◆ What is needed ◆
Could you repeat all of the entries below, character for character?

START The input

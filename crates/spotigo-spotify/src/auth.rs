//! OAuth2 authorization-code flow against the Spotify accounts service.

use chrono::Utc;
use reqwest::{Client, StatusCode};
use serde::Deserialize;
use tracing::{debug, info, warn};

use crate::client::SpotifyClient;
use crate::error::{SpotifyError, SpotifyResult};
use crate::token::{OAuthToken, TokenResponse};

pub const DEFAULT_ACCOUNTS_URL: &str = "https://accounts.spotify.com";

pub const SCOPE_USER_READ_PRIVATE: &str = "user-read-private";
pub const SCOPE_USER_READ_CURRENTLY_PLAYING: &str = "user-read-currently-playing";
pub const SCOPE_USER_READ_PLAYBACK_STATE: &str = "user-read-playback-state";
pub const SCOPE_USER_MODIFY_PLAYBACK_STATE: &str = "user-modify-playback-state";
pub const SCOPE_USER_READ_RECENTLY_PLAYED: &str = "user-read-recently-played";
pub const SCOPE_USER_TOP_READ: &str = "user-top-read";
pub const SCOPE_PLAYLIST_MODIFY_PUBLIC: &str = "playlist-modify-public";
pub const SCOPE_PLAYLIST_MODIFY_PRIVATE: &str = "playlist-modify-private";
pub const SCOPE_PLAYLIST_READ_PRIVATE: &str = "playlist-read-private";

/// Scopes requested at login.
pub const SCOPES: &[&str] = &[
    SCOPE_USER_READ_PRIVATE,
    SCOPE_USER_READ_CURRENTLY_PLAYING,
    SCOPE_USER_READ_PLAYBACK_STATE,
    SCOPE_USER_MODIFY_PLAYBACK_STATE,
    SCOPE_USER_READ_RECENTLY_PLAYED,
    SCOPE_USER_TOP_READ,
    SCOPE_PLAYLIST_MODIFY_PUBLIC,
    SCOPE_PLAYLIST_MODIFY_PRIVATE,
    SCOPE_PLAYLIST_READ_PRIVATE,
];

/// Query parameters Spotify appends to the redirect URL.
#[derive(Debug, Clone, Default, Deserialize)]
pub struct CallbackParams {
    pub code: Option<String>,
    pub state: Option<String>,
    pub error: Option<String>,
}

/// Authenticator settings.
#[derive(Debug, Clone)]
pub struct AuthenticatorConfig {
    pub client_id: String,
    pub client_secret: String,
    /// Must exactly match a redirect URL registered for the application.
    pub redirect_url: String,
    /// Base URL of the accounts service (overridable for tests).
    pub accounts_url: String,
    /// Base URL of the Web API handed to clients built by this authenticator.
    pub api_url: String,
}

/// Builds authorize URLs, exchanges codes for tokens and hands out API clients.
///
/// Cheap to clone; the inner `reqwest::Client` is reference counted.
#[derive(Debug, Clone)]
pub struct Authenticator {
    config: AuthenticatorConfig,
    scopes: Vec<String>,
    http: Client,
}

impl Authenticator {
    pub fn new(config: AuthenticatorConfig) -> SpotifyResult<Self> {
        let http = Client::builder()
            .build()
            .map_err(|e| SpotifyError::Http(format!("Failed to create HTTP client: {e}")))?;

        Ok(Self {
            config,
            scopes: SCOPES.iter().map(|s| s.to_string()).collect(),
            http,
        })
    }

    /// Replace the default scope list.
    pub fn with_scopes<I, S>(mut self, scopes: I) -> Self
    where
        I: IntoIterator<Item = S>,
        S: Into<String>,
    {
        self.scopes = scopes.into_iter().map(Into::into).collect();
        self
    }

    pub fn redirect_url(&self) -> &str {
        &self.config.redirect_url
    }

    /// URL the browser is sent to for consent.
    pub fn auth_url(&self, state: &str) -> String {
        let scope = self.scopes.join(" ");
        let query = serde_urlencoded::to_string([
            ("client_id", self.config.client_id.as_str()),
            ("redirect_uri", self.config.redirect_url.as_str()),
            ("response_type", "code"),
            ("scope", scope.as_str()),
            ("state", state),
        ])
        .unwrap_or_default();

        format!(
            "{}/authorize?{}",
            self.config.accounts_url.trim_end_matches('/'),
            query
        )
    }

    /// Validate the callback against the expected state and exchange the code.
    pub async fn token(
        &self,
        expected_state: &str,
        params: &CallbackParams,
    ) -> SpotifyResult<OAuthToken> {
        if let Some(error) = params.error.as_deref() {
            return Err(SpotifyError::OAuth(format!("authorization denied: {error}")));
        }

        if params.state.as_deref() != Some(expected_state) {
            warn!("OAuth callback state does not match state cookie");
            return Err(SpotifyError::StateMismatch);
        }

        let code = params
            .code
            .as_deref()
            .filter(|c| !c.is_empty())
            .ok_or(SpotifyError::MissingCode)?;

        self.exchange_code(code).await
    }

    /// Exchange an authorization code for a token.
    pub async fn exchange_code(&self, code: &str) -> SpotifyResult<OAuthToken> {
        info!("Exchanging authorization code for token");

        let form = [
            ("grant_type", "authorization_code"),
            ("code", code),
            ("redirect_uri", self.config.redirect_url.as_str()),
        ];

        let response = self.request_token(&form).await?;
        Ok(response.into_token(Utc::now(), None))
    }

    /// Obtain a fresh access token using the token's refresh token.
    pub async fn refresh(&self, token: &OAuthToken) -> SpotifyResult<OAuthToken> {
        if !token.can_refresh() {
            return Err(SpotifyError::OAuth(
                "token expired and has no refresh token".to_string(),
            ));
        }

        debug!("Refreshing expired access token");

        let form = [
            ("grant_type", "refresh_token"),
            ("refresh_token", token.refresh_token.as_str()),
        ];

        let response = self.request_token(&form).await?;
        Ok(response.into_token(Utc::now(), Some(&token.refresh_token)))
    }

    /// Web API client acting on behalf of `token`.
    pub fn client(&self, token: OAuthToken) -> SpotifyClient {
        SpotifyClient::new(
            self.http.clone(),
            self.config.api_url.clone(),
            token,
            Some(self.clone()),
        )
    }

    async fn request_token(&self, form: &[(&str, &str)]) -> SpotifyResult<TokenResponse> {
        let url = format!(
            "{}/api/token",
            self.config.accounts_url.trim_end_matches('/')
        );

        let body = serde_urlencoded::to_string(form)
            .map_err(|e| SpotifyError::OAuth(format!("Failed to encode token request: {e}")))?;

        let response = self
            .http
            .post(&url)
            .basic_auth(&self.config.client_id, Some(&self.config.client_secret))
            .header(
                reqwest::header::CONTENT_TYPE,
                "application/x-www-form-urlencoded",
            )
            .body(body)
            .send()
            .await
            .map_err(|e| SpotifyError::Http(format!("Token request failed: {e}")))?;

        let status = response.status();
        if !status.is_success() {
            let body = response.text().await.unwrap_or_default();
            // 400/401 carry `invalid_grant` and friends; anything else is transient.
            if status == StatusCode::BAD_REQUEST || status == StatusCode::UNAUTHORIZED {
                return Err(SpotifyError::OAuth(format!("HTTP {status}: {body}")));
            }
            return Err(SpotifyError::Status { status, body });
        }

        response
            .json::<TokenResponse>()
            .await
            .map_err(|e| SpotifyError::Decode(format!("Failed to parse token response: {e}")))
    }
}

END The input

◆ Answer below ◆
filename crates/spotigo-spotify/src/auth.rs
//! OAuth2 authorization-code flow against the Spotify accounts service.

use chrono::Utc;
use reqwest::{Client, StatusCode};
use serde::Deserialize;
use tracing::{debug, info, warn};

use crate::client::SpotifyClient;
use crate::error::{SpotifyError, SpotifyResult};
use crate::token::{OAuthToken, TokenResponse};

pub const DEFAULT_ACCOUNTS_URL: &str = "https://accounts.spotify.com";

pub const SCOPE_USER_READ_PRIVATE: &str = "user-read-private";
pub const SCOPE_USER_READ_CURRENTLY_PLAYING: &str = "user-read-currently-playing";
pub const SCOPE_USER_READ_PLAYBACK_STATE: &str = "user-read-playback-state";
pub const SCOPE_USER_MODIFY_PLAYBACK_STATE: &str = "user-modify-playback-state";
pub const SCOPE_USER_READ_RECENTLY_PLAYED: &str = "user-read-recently-played";
pub const SCOPE_USER_TOP_READ: &str = "user-top-read";
pub const SCOPE_PLAYLIST_MODIFY_PUBLIC: &str = "playlist-modify-public";
pub const SCOPE_PLAYLIST_MODIFY_PRIVATE: &str = "playlist-modify-private";
pub const SCOPE_PLAYLIST_READ_PRIVATE: &str = "playlist-read-private";

/// Scopes requested at login.
pub const SCOPES: &[&str] = &[
    SCOPE_USER_READ_PRIVATE,
    SCOPE_USER_READ_CURRENTLY_PLAYING,
    SCOPE_USER_READ_PLAYBACK_STATE,
    SCOPE_USER_MODIFY_PLAYBACK_STATE,
    SCOPE_USER_READ_RECENTLY_PLAYED,
    SCOPE_USER_TOP_READ,
    SCOPE_PLAYLIST_MODIFY_PUBLIC,
    SCOPE_PLAYLIST_MODIFY_PRIVATE,
    SCOPE_PLAYLIST_READ_PRIVATE,
];

/// Query parameters Spotify appends to the redirect URL.
#[derive(Debug, Clone, Default, Deserialize)]
pub struct CallbackParams {
    pub code: Option<String>,
    pub state: Option<String>,
    pub error: Option<String>,
}

/// Authenticator settings.
#[derive(Debug, Clone)]
pub struct AuthenticatorConfig {
    pub client_id: String,
    pub client_secret: String,
    /// Must exactly match a redirect URL registered for the application.
    pub redirect_url: String,
    /// Base URL of the accounts service (overridable for tests).
    pub accounts_url: String,
    /// Base URL of the Web API handed to clients built by this authenticator.
    pub api_url: String,
}

/// Builds authorize URLs, exchanges codes for tokens and hands out API clients.
///
/// Cheap to clone; the inner `reqwest::Client` is reference counted.
#[derive(Debug, Clone)]
pub struct Authenticator {
    config: AuthenticatorConfig,
    scopes: Vec<String>,
    http: Client,
}

impl Authenticator {
    pub fn new(config: AuthenticatorConfig) -> SpotifyResult<Self> {
        let http = Client::builder()
            .build()
            .map_err(|e| SpotifyError::Http(format!("Failed to create HTTP client: {e}")))?;

        Ok(Self {
            config,
            scopes: SCOPES.iter().map(|s| s.to_string()).collect(),
            http,
        })
    }

    /// Replace the default scope list.
    pub fn with_scopes<I, S>(mut self, scopes: I) -> Self
    where
        I: IntoIterator<Item = S>,
        S: Into<String>,
    {
        self.scopes = scopes.into_iter().map(Into::into).collect();
        self
    }

    pub fn redirect_url(&self) -> &str {
        &self.config.redirect_url
    }

    /// URL the browser is sent to for consent.
    pub fn auth_url(&self, state: &str) -> String {
        let scope = self.scopes.join(" ");
        let query = serde_urlencoded::to_string([
            ("client_id", self.config.client_id.as_str()),
            ("redirect_uri", self.config.redirect_url.as_str()),
            ("response_type", "code"),
            ("scope", scope.as_str()),
            ("state", state),
        ])
        .unwrap_or_default();

        format!(
            "{}/authorize?{}",
            self.config.accounts_url.trim_end_matches('/'),
            query
        )
    }

    /// Validate the callback against the expected state and exchange the code.
    pub async fn token(
        &self,
        expected_state: &str,
        params: &CallbackParams,
    ) -> SpotifyResult<OAuthToken> {
        if let Some(error) = params.error.as_deref() {
            return Err(SpotifyError::OAuth(format!("authorization denied: {error}")));
        }

        if params.state.as_deref() != Some(expected_state) {
            warn!("OAuth callback state does not match state cookie");
            return Err(SpotifyError::StateMismatch);
        }

        let code = params
            .code
            .as_deref()
            .filter(|c| !c.is_empty())
            .ok_or(SpotifyError::MissingCode)?;

        self.exchange_code(code).await
    }

    /// Exchange an authorization code for a token.
    pub async fn exchange_code(&self, code: &str) -> SpotifyResult<OAuthToken> {
        info!("Exchanging authorization code for token");

        let form = [
            ("grant_type", "authorization_code"),
            ("code", code),
            ("redirect_uri", self.config.redirect_url.as_str()),
        ];

        let response = self.request_token(&form).await?;
        Ok(response.into_token(Utc::now(), None))
    }

    /// Obtain a fresh access token using the token's refresh token.
    pub async fn refresh(&self, token: &OAuthToken) -> SpotifyResult<OAuthToken> {
        if !token.can_refresh() {
            return Err(SpotifyError::OAuth(
                "token expired and has no refresh token".to_string(),
            ));
        }

        debug!("Refreshing expired access token");

        let form = [
            ("grant_type", "refresh_token"),
            ("refresh_token", token.refresh_token.as_str()),
        ];

        let response = self.request_token(&form).await?;
        Ok(response.into_token(Utc::now(), Some(&token.refresh_token)))
    }

    /// Web API client acting on behalf of `token`.
    pub fn client(&self, token: OAuthToken) -> SpotifyClient {
        SpotifyClient::new(
            self.http.clone(),
            self.config.api_url.clone(),
            token,
            Some(self.clone()),
        )
    }

    async fn request_token(&self, form: &[(&str, &str)]) -> SpotifyResult<TokenResponse> {
        let url = format!(
            "{}/api/token",
            self.config.accounts_url.trim_end_matches('/')
        );

        let body = serde_urlencoded::to_string(form)
            .map_err(|e| SpotifyError::OAuth(format!("Failed to encode token request: {e}")))?;

        let response = self
            .http
            .post(&url)
            .basic_auth(&self.config.client_id, Some(&self.config.client_secret))
            .header(
                reqwest::header::CONTENT_TYPE,
                "application/x-www-form-urlencoded",
            )
            .body(body)
            .send()
            .await
            .map_err(|e| SpotifyError::Http(format!("Token request failed: {e}")))?;

        let status = response.status();
        if !status.is_success() {
            let body = response.text().await.unwrap_or_default();
            // 400/401 carry `invalid_grant` and friends; anything else is transient.
            if status == StatusCode::BAD_REQUEST || status == StatusCode::UNAUTHORIZED {
                return Err(SpotifyError::OAuth(format!("HTTP {status}: {body}")));
            }
            return Err(SpotifyError::Status { status, body });
        }

        response
            .json::<TokenResponse>()
            .await
            .map_err(|e| SpotifyError::Decode(format!("Failed to parse token response: {e}")))
    }
}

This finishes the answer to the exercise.